United States District Court, N.D. Illinois, Eastern Division
Sep 26, 2001
01 C 3250 (N.D. Ill. Sep. 26, 2001)

Opinion

01 C 3250

September 26, 2001


MEMORANDUM OPINION


This matter comes before the court on Anthony Spaulding's motion to reconsider our August 24, 2001 dismissal of his petition for a writ of habeas corpus as time-barred. In the alternative, Spaulding moves the court for a certificate of appealability. For the following reasons, both motions are denied.

DISCUSSION

We will first discuss Spaulding's motion to reconsider and then his motion for a certificate of appealability. The factual background for this case can be found in our prior opinion. United States of America ex rel. Spaulding v. Briley, 2001 WL 1001161 (ND. Ill. August 24, 2001).

I. Motion to Reconsider — Rule 60(b).

Relief under Rule 60(b) is "an extraordinary remedy that is to be granted only in exceptional circumstances." Provident Savings Bank v. Popovich, 71 F.3d 696, 698 (7th Cir. 1995). A district court may, in its sound discretion, grant relief under a Rule 60(b) motion for reconsideration for a number of reasons, including "mistake, inadvertence, surprise, or excusable neglect, fraud, misrepresentation or other misconduct by an adverse party, or for any other reason justifying relief judgment." Tobel v. City of Hammond, 94 F.3d 360, 361 (7th Cir. 1996); Helm v. Resolution Trust Corp., 84 F.3d 874, 877 (7th Cir. 1996). Relief under Rule 60(b), however, is warranted "only upon a showing of extraordinary circumstances that create a substantial danger that the underlying judgment was unjust." Dickerson v. Bd. of Educ. of Ford Heights, Ill., 32 F.3d 1114, 1116 (7th Cir. 1994).

The basis of Spaulding's motion to reconsider is that the court did not read his response brief to Respondent's motion to dismiss his petition for writ of habeas corpus. Indeed, the court did not receive Spaulding's response to Respondent's motion until the day the court issued the opinion. Having now read Spaulding's response, however, we find that it does not change our conclusion that his application for collateral relief was not properly filed pursuant to 28 U.S.C. § 2244(d)(2) and thus did not toll the one year statute of limitations period that applies to petitions for writ of habeas corpus. See 28 U.S.C. § 2244(d)(1).
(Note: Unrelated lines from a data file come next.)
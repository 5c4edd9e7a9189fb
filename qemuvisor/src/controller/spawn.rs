//! Emulator subprocess spawning.

use std::process::Stdio;

use tokio::process::{Child, ChildStderr, ChildStdin, ChildStdout, Command};

use crate::errors::LaunchError;
use crate::vmm::EmulatorCommand;

/// A freshly spawned emulator with its three standard streams detached from
/// the [`Child`] handle.
pub(crate) struct SpawnedEmulator {
    pub child: Child,
    pub pid: u32,
    pub stdin: ChildStdin,
    pub stdout: ChildStdout,
    pub stderr: ChildStderr,
}

/// Spawns the emulator with all standard streams piped.
///
/// # Arguments
/// * `command` - Resolved binary and argument list
///
/// # Returns
/// * `Ok(SpawnedEmulator)` - Running process and its pipes
/// * `Err(...)` - Spawn failed, or a pipe was missing (the child is killed on drop)
pub(crate) fn spawn_emulator(command: &EmulatorCommand) -> Result<SpawnedEmulator, LaunchError> {
    let mut cmd = Command::new(&command.binary);
    cmd.args(&command.args)
        .stdin(Stdio::piped())
        .stdout(Stdio::piped())
        .stderr(Stdio::piped())
        .kill_on_drop(true);

    tracing::debug!(
        binary = %command.binary.display(),
        args = ?command.args,
        "Spawning emulator"
    );

    let mut child = cmd.spawn().map_err(|e| {
        tracing::error!(
            "Failed to spawn emulator at {}: {}",
            command.binary.display(),
            e
        );
        LaunchError::Spawn {
            binary: command.binary.clone(),
            source: e,
        }
    })?;

    let pid = child.id().ok_or(LaunchError::NoPid)?;
    let stdin = child.stdin.take().ok_or(LaunchError::Pipe("stdin"))?;
    let stdout = child.stdout.take().ok_or(LaunchError::Pipe("stdout"))?;
    let stderr = child.stderr.take().ok_or(LaunchError::Pipe("stderr"))?;

    tracing::info!(pid, binary = %command.binary.display(), "Emulator spawned");

    Ok(SpawnedEmulator {
        child,
        pid,
        stdin,
        stdout,
        stderr,
    })
}
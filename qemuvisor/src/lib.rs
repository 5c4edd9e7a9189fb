//! qemuvisor: supervise a QEMU emulator process for automated kernel testing.
//!
//! A [`Supervisor`] validates a [`MachineConfig`], reserves a loopback
//! address:port forwarded to the guest's ssh port, launches
//! `qemu-system-<arch>`, captures its console output, watches for guest kernel
//! panics and an optional run timeout, and tears the process down with an
//! escalating quit → SIGTERM → SIGKILL sequence.
//!
//! ```ignore
//! let config = MachineConfig::new(Arch::X86_64, MachineImage::new("bzImage", kernel), disk)
//!     .timeout(Duration::from_secs(60));
//! let machine = Supervisor::new(config)?;
//! machine.start().await?;
//! let output = machine.remote()?.run_command("root", "uname -a").await?;
//! machine.stop().await;
//! assert!(!machine.kernel_panic_detected());
//! ```

pub mod controller;
pub mod errors;
pub mod machine;
pub mod net;
pub mod remote;
pub mod runtime;
pub mod util;
pub mod vmm;

pub use controller::{CaptureState, ExitOutcome, OutputBuffer};
pub use errors::{QemuError, QemuResult};
pub use machine::{EscalationStep, MachineInfo, MachineStatus, Supervisor, TerminationCause};
pub use net::{AddressStrategy, PortAllocator};
pub use remote::{OpenSshClient, RemoteExecutor};
pub use runtime::options::{Arch, MachineConfig, MachineImage, SupervisorOptions};
pub use util::init_logging;
pub use vmm::Acceleration;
In his response brief Spaulding argues that this court should find that his application for collateral relief was properly filed because the state court incorrectly concluded that his petition for post-conviction relief was untimely. As explained in this court's Memorandum Opinion dismissing his habeas petition, federal review on this issue is foreclosed. State courts' decisions as to whether a petition for post-conviction relief is properly filed constitutes a matter of state law that is binding on the reviewing federal court. Freeman v. Page, 208 F.3d 572, 575 (7th Cir. 2000); Fernandez v. Sternes, 227 F.3d 977, 978 (7th Cir. 2000); Draper v. Page, 2000 WL 876139, at *4 (N.D. Ill. June 28, 2000). Accordingly, based on the state court's treatment of Spaulding's petition for post-conviction relief his petition was not properly filed and, therefore, did not toll the one-year statute of limitations period for habeas petitions. Our decision remains unchanged.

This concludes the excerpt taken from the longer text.